Parker's forecourt focus: Difficult times for upper mediums

Anyone launching a car in the upper medium sector is taking a huge risk. The British public has gone off the traditional large family hatchback to such an extent that it’s in danger of becoming little more than a niche in the market.

Ford has long been king of the upper medium sector in the UK, and last week we saw the first pictures of the production version of the third-generation Mondeo.

It’s a fine-looking car, and will probably be very good to drive. But private customers are becoming increasingly aware that buying a new volume upper medium car is a quick way to squander thousands of pounds. They can expect to get back just a quarter of the money they spent when they trade it in.

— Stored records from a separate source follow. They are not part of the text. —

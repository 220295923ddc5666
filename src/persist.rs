//! Injectable load/save persistence for small pieces of state.
//!
//! Callers depend on [`Store`] rather than a global location, so a host can
//! swap the JSON file store for anything else.

use std::{fs::File, io::BufReader, marker::PhantomData, path::PathBuf};

use anyhow::{Context, Result};
use serde::{Serialize, de::DeserializeOwned};

pub trait Store<T> {
    fn load(&self) -> Result<Option<T>>;
    fn save(&self, value: &T) -> Result<()>;
}

/// Stores a value as pretty-printed JSON at a fixed path.
#[derive(Debug, Clone)]
pub struct JsonFileStore<T> {
    path: PathBuf,
    _marker: PhantomData<fn() -> T>,
}

impl<T> JsonFileStore<T> {
    pub fn new(path: impl Into<PathBuf>) -> Self {
        Self {
            path: path.into(),
            _marker: PhantomData,
        }
    }
}

impl<T> Store<T> for JsonFileStore<T>
where
    T: Serialize + DeserializeOwned,
{
    fn load(&self) -> Result<Option<T>> {
        if !self.path.exists() {
            return Ok(None);
        }
        let file = File::open(&self.path)
            .with_context(|| format!("Opening profile {:?}", self.path))?;
        let value = serde_json::from_reader(BufReader::new(file))
            .with_context(|| format!("Parsing profile {:?}", self.path))?;
        Ok(Some(value))
    }

    fn save(&self, value: &T) -> Result<()> {
        let file = File::create(&self.path)
            .with_context(|| format!("Creating profile {:?}", self.path))?;
        serde_json::to_writer_pretty(file, value)
            .with_context(|| format!("Writing profile {:?}", self.path))
    }
}

#[cfg(test)]
mod tests {
    use super::*;
    use crate::{fields::CanonicalField, mapping::ColumnMapping};
    use tempfile::tempdir;

    #[test]
    fn missing_file_loads_as_none() {
        let dir = tempdir().expect("temp dir");
        let store = JsonFileStore::<ColumnMapping>::new(dir.path().join("absent.json"));
        assert!(store.load().unwrap().is_none());
    }

    #[test]
    fn mapping_survives_save_and_load() {
        let dir = tempdir().expect("temp dir");
        let store = JsonFileStore::new(dir.path().join("profile.json"));
        let mapping: ColumnMapping = [
            ("Client", CanonicalField::Name),
            ("Tel", CanonicalField::Phone),
        ]
        .into_iter()
        .collect();
        store.save(&mapping).unwrap();
        assert_eq!(store.load().unwrap(), Some(mapping));
    }
}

This sector has suffered as customers are lured to premium-badge cars and small 4x4s – cars that, thanks to their stronger resale values, can end up being cheaper to run.

Nissan is already favouring cars that try to address the requirements of certain groups of customers rather than ones that are pigeonholed in sectors, such as the Note and Qashqai. Both should enjoy higher residuals than traditional equivalents – Note is taking more money as a used car than the Micra.

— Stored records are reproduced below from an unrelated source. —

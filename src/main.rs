fn main() {
    if let Err(err) = lead_import::run() {
        eprintln!("error: {err:#}");
        std::process::exit(1);
    }
}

But competition continues to increase. Chrysler Group is about to launch two products into the upper medium sector – the Chrysler Sebring and Dodge Avenger. But they are unlikely to perform any better than mass-market rivals on the used market, as they are both saloons, when demand in the UK is for hatchbacks.

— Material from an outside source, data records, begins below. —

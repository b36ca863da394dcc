//! Program-wide constants.

/// Seed prefix of the per-mint vesting config PDA. The config PDA also owns the escrow.
pub const CONFIG_SEED: &[u8] = b"config_vesting";

/// Seed prefix of the escrow token account PDA (`["escrow", config]`).
pub const ESCROW_SEED: &[u8] = b"escrow";

/// Seed prefix of a beneficiary record PDA (`["beneficiary_data", config, wallet]`).
pub const BENEFICIARY_SEED: &[u8] = b"beneficiary_data";

/// Upper bound of the unlock percent.
pub const MAX_PERCENT: u8 = 100;

/// Denominator applied to `entitlement * percent`.
pub const PERCENT_DENOMINATOR: u128 = 100;
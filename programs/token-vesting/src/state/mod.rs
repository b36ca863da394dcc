pub mod admin;
pub mod beneficiary;
pub mod config_vesting;
pub mod lifecycle;

pub use admin::*;
pub use beneficiary::*;
pub use config_vesting::*;
pub use lifecycle::*;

Cars that used to undercut mainstream models on price no longer can. The latest Kia Magentis, launched last year, has a list price 50% higher than its predecessor, while a 2.0-litre Volkswagen Passat has a lower on-the-road price than a 2.0-litre Hyundai Sonata.

And how about a new Suzuki upper medium offering for 2008? These products sound exciting to dealers, but the British public will take more convincing.